WHAT TO WORK ON
Determine the count of lines in the data below that include the word "Failed", and give nothing besides it.

Collected data
════════
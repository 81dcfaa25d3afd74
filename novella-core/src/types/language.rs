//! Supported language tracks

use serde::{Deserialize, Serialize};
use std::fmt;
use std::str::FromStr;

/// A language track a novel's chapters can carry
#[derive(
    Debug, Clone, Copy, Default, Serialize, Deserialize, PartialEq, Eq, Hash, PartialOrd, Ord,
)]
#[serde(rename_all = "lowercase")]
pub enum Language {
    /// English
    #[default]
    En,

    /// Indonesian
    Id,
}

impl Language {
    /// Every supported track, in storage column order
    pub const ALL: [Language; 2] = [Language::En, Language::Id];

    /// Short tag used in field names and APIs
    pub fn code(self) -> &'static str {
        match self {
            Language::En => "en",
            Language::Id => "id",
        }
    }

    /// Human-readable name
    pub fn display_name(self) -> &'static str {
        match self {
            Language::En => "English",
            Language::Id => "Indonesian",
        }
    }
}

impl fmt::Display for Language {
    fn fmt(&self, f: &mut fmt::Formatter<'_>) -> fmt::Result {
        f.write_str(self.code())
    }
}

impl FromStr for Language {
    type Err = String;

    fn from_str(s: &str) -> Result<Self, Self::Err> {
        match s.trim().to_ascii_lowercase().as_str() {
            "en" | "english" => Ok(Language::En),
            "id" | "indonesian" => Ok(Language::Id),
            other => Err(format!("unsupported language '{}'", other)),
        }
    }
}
════════
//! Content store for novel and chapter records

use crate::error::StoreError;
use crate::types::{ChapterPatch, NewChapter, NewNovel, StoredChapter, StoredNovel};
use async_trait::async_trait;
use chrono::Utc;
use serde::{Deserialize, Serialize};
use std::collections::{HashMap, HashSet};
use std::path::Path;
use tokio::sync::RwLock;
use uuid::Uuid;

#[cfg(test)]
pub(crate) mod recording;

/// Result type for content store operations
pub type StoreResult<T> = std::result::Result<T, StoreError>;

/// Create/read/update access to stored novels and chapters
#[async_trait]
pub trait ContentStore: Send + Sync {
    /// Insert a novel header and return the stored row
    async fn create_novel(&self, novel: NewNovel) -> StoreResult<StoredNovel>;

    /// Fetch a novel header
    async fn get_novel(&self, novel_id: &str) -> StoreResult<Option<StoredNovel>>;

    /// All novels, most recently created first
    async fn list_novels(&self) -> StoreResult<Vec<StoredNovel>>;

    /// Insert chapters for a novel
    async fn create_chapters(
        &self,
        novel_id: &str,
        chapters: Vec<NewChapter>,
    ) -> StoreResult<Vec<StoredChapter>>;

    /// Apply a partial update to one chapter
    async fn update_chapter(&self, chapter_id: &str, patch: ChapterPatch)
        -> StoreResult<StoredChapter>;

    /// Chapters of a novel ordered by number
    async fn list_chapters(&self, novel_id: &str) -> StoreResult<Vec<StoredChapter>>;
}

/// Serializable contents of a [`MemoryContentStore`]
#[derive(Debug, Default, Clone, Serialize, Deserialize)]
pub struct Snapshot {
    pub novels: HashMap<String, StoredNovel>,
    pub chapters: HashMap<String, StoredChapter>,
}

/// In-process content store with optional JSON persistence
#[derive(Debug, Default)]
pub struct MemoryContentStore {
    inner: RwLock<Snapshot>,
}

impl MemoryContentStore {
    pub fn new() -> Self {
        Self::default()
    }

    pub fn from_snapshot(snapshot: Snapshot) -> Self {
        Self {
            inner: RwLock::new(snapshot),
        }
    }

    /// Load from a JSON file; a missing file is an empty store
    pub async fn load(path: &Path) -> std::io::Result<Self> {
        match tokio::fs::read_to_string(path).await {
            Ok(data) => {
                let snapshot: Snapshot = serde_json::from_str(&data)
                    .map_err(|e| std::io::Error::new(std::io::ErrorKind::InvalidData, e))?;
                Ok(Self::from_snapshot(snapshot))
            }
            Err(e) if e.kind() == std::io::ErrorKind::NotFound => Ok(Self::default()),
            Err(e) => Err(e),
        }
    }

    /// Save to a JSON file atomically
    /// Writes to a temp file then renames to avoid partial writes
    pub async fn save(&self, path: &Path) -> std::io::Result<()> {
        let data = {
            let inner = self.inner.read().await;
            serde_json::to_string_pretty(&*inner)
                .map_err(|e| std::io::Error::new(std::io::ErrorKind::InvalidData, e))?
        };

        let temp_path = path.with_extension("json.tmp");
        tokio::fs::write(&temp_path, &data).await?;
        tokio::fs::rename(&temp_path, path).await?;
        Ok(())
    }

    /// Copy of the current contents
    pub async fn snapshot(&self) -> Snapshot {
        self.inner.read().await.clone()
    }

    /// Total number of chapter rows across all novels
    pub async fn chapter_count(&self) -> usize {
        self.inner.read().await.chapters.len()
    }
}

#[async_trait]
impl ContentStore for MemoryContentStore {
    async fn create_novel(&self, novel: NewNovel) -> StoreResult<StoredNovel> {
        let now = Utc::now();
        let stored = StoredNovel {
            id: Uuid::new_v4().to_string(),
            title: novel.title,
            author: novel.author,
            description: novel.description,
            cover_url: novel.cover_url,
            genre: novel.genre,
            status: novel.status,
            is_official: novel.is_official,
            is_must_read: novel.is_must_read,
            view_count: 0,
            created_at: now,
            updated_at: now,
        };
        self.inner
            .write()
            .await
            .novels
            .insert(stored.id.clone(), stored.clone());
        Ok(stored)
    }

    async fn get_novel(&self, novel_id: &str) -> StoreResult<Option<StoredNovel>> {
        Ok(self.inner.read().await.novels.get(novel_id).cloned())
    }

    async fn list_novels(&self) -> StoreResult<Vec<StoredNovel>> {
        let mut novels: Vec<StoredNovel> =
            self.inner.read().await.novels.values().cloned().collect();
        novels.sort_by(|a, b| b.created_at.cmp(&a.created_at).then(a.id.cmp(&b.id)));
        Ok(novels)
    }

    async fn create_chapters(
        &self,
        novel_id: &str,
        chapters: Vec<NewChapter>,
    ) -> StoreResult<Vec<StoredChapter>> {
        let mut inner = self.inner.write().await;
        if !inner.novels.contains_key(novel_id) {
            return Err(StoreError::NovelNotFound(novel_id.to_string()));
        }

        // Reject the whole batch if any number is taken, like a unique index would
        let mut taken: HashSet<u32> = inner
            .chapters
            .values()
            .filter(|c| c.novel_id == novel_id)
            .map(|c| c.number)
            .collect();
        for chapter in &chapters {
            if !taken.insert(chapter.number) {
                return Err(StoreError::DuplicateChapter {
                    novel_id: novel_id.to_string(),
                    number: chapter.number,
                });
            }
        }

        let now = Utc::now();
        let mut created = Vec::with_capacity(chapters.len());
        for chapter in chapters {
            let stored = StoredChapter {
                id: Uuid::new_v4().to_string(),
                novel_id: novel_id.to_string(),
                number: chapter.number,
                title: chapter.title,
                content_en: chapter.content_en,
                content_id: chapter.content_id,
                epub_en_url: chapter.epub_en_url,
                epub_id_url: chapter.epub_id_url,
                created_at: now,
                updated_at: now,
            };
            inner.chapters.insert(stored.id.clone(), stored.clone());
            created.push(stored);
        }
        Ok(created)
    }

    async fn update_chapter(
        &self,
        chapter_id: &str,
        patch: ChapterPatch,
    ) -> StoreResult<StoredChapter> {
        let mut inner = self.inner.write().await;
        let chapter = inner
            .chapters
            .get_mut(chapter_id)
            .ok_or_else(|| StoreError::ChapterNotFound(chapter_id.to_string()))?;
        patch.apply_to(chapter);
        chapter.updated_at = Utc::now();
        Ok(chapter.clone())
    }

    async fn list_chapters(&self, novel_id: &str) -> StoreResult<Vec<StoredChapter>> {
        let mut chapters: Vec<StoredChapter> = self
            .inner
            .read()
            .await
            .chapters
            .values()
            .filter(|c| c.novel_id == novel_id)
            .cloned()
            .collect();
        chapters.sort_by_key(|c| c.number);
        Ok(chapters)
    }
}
════════
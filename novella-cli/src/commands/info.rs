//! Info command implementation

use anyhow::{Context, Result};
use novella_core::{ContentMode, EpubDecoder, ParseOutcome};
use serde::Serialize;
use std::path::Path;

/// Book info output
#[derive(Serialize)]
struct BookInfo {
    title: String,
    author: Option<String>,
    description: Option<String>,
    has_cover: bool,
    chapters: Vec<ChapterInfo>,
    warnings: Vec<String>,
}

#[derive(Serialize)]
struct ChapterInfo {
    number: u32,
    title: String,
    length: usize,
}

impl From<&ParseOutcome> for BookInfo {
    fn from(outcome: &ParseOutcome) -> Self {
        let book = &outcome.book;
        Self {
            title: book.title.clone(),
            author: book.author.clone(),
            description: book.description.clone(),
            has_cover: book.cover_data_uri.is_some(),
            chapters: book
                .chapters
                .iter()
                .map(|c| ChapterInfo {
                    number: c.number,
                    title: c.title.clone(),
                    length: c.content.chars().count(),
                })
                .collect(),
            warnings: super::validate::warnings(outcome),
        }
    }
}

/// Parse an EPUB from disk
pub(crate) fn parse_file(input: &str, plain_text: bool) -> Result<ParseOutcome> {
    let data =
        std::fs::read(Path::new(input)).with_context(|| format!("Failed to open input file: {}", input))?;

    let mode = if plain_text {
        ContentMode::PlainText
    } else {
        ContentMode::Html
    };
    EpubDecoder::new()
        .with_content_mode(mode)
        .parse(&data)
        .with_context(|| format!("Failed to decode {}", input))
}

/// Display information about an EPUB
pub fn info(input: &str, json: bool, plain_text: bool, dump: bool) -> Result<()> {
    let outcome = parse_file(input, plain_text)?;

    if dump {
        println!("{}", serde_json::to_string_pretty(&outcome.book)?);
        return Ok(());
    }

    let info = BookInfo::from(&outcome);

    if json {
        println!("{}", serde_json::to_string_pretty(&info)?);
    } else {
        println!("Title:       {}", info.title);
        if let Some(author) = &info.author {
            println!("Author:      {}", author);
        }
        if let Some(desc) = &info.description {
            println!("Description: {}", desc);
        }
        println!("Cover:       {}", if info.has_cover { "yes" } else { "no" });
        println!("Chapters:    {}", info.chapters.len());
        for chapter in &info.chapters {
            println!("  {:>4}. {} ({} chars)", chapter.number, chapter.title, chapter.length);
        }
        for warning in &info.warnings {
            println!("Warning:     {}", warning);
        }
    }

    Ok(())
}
════════
YOUR SOLUTION
2